光のもとでⅡ
 ……えぇと、
「……ありがとうございます?」
「なんで首傾げて疑問形かな」
 山下くんはくつくつと笑う。
 嫌な予感を覚えつつ、
「交換条件って、何……?」
 山下くんはにこりと笑って、
「ワルツのとき、御園生さんの写真撮らせてよ。ぜひ、この高そうなデジ一で。ズームきくからここからでも寄って撮れそうじゃん? で、あとでデータちょうだい!」
 ツカサに交換条件を持ち出されなかった代わりに、まったく予期しなかったところから交換条件を提示された。
 写真を撮られるということに対して一瞬身構えたものの、自分が躍る予定の場所から観覧席までの距離を考えれば大丈夫な気がしてくる。

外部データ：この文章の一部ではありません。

//! Persisted history of named initial states
//!
//! The history is a single compact JSON array. Every append reads the whole
//! file and rewrites it; a missing file is an empty history.

use super::Grid;
use crate::error::{EngineError, EngineResult};
use chrono::Utc;
use serde::{Deserialize, Serialize};
use std::path::{Path, PathBuf};
use tracing::debug;

/// Snapshot of the live cells of a grid under a user-supplied name
#[derive(Debug, Clone, PartialEq, Eq, Serialize, Deserialize)]
pub struct SavedState {
    pub timestamp: String,
    pub name: String,
    pub rows: usize,
    pub cols: usize,
    pub live_cells: Vec<(usize, usize)>,
}

impl SavedState {
    /// Capture the live cells of `grid`, stamped with the current time
    pub fn capture(name: &str, grid: &Grid) -> Self {
        Self {
            timestamp: Utc::now().to_rfc3339(),
            name: name.to_string(),
            rows: grid.rows(),
            cols: grid.cols(),
            live_cells: grid.living_cells(),
        }
    }
}

/// JSON file holding every saved state, oldest first
#[derive(Debug, Clone)]
pub struct HistoryStore {
    path: PathBuf,
}

impl HistoryStore {
    pub fn new<P: AsRef<Path>>(path: P) -> Self {
        Self {
            path: path.as_ref().to_path_buf(),
        }
    }

    pub fn path(&self) -> &Path {
        &self.path
    }

    /// Read every record. A missing file yields an empty history.
    pub fn read_all(&self) -> EngineResult<Vec<SavedState>> {
        if !self.path.exists() {
            return Ok(Vec::new());
        }

        let content = std::fs::read_to_string(&self.path).map_err(|e| self.read_error(e))?;

        let records: Vec<SavedState> =
            serde_json::from_str(&content).map_err(|e| self.read_error(e))?;
        debug!(path = %self.path.display(), records = records.len(), "read saved states");
        Ok(records)
    }

    /// Append a record and rewrite the file. Returns the new record's index.
    pub fn append(&self, record: SavedState) -> EngineResult<usize> {
        let mut records = self.read_all()?;
        records.push(record);
        self.write_all(&records)?;
        Ok(records.len() - 1)
    }

    /// Fetch one record by position
    pub fn get(&self, index: usize) -> EngineResult<SavedState> {
        let mut records = self.read_all()?;
        let available = records.len();
        if index >= available {
            return Err(EngineError::NoSavedState { index, available });
        }
        Ok(records.swap_remove(index))
    }

    /// Names of every record, in stored order
    pub fn names(&self) -> EngineResult<Vec<String>> {
        Ok(self.read_all()?.into_iter().map(|record| record.name).collect())
    }

    fn write_all(&self, records: &[SavedState]) -> EngineResult<()> {
        let content = serde_json::to_string(records)?;

        if let Some(parent) = self.path.parent().filter(|p| !p.as_os_str().is_empty()) {
            std::fs::create_dir_all(parent).map_err(|source| EngineError::StorageWrite {
                path: parent.to_path_buf(),
                source,
            })?;
        }

        std::fs::write(&self.path, content).map_err(|source| EngineError::StorageWrite {
            path: self.path.clone(),
            source,
        })?;
        debug!(path = %self.path.display(), records = records.len(), "wrote saved states");
        Ok(())
    }

    fn read_error(&self, reason: impl ToString) -> EngineError {
        EngineError::StorageRead {
            path: self.path.clone(),
            reason: reason.to_string(),
        }
    }
}
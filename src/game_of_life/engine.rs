//! Simulation engine: grid state, stepping and saved initial states

use super::history::{HistoryStore, SavedState};
use super::{GameOfLifeRules, Grid};
use crate::config::{BoundaryMode, Settings};
use crate::error::EngineResult;
use tracing::{debug, info, warn};

/// Default location of the saved-state history
pub const DEFAULT_HISTORY_FILE: &str = "saved_states.json";

/// Owns one grid and advances it under a fixed boundary mode
#[derive(Debug, Clone)]
pub struct Engine {
    grid: Grid,
    boundary_mode: BoundaryMode,
    history: HistoryStore,
}

impl Engine {
    /// Create an engine with an all-dead `rows` x `cols` grid
    pub fn new(rows: usize, cols: usize, boundary_mode: BoundaryMode) -> EngineResult<Self> {
        Ok(Self {
            grid: Grid::new(rows, cols)?,
            boundary_mode,
            history: HistoryStore::new(DEFAULT_HISTORY_FILE),
        })
    }

    /// Create an engine sized and stored as configured
    pub fn from_settings(settings: &Settings) -> EngineResult<Self> {
        let (rows, cols) = settings.grid_dimensions();
        Ok(Self::new(rows, cols, settings.grid.boundary_mode)?
            .with_history(HistoryStore::new(&settings.storage.history_file)))
    }

    /// Use a different saved-state history
    pub fn with_history(mut self, history: HistoryStore) -> Self {
        self.history = history;
        self
    }

    pub fn rows(&self) -> usize {
        self.grid.rows()
    }

    pub fn cols(&self) -> usize {
        self.grid.cols()
    }

    pub fn boundary_mode(&self) -> BoundaryMode {
        self.boundary_mode
    }

    pub fn history(&self) -> &HistoryStore {
        &self.history
    }

    /// Read-only view of the current generation
    pub fn grid(&self) -> &Grid {
        &self.grid
    }

    pub fn is_alive(&self, row: usize, col: usize) -> bool {
        self.grid.get(row, col)
    }

    /// Flip one cell between alive and dead
    pub fn toggle_cell(&mut self, row: usize, col: usize) -> EngineResult<()> {
        let alive = self.grid.toggle(row, col)?;
        debug!(row, col, alive, "toggled cell");
        Ok(())
    }

    /// Kill every cell
    pub fn reset(&mut self) {
        self.grid.clear();
        debug!("grid reset");
    }

    pub fn count_live_neighbors(&self, row: usize, col: usize) -> u8 {
        self.grid.count_live_neighbors(row, col)
    }

    pub fn count_live_neighbors_wrapped(&self, row: usize, col: usize) -> u8 {
        self.grid.count_live_neighbors_wrapped(row, col)
    }

    /// Advance one generation
    pub fn step(&mut self) {
        self.grid = GameOfLifeRules::evolve(&self.grid, self.boundary_mode);
    }

    /// Append the current live cells to the history under `name`.
    /// Returns the index the state was stored at.
    pub fn save_initial_state(&self, name: &str) -> EngineResult<usize> {
        let record = SavedState::capture(name, &self.grid);
        let live = record.live_cells.len();
        let index = self.history.append(record)?;
        info!(name, index, live, "saved initial state");
        Ok(index)
    }

    /// Replace the grid with the saved state at `index`.
    ///
    /// The grid keeps its current dimensions; stored cells that fall outside
    /// them are dropped. On any error the grid is left untouched.
    pub fn load_initial_state(&mut self, index: usize) -> EngineResult<()> {
        let record = self.history.get(index)?;

        let mut grid = Grid::new(self.rows(), self.cols())?;
        let mut skipped = 0;
        for &(row, col) in &record.live_cells {
            if grid.set(row, col, true).is_err() {
                skipped += 1;
            }
        }
        if skipped > 0 {
            warn!(
                name = %record.name,
                skipped,
                saved_rows = record.rows,
                saved_cols = record.cols,
                "saved cells outside the current grid were dropped"
            );
        }

        self.grid = grid;
        info!(name = %record.name, index, "loaded initial state");
        Ok(())
    }

    /// Names of all saved states, oldest first. An unreadable history reads as empty.
    pub fn get_saved_state_names(&self) -> Vec<String> {
        self.history.names().unwrap_or_else(|e| {
            warn!(error = %e, "could not list saved states");
            Vec::new()
        })
    }
}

 スローワルツとはいえ、曲が鳴っている間は絶えず動き続けているのだ。
 観覧席で誰がカメラを構えていようと、その人に意識を持っていかれることはない。間違いなく、最初から最後までダンスに集中しているだろう。
「だめ?」
 顔を覗き込まれ、私はフルフルと首を振った。
「ダンス中なら大丈夫っ」
 山下くんは口角を上げて笑い、「契約成立!」とデジ一を掲げて見せた。
「御園生さん、そろそろ時間! フロアに下りるよ!」
 風間先輩に声をかけられ慌てると、
「ストップ」
 山下くんに手首を掴まれた。
「急に立っちゃいけないんでしょ?」
「……ありがとう」
「どういたしまして。願わくば、そろそろ真咲くんって呼んでほしいけどね」
 山下くんはバチ、と片目を閉じ、わざとらしいウィンクをして見せる。
 あまりにもウィンクが似合わなくて、思わず吹き出してしまった。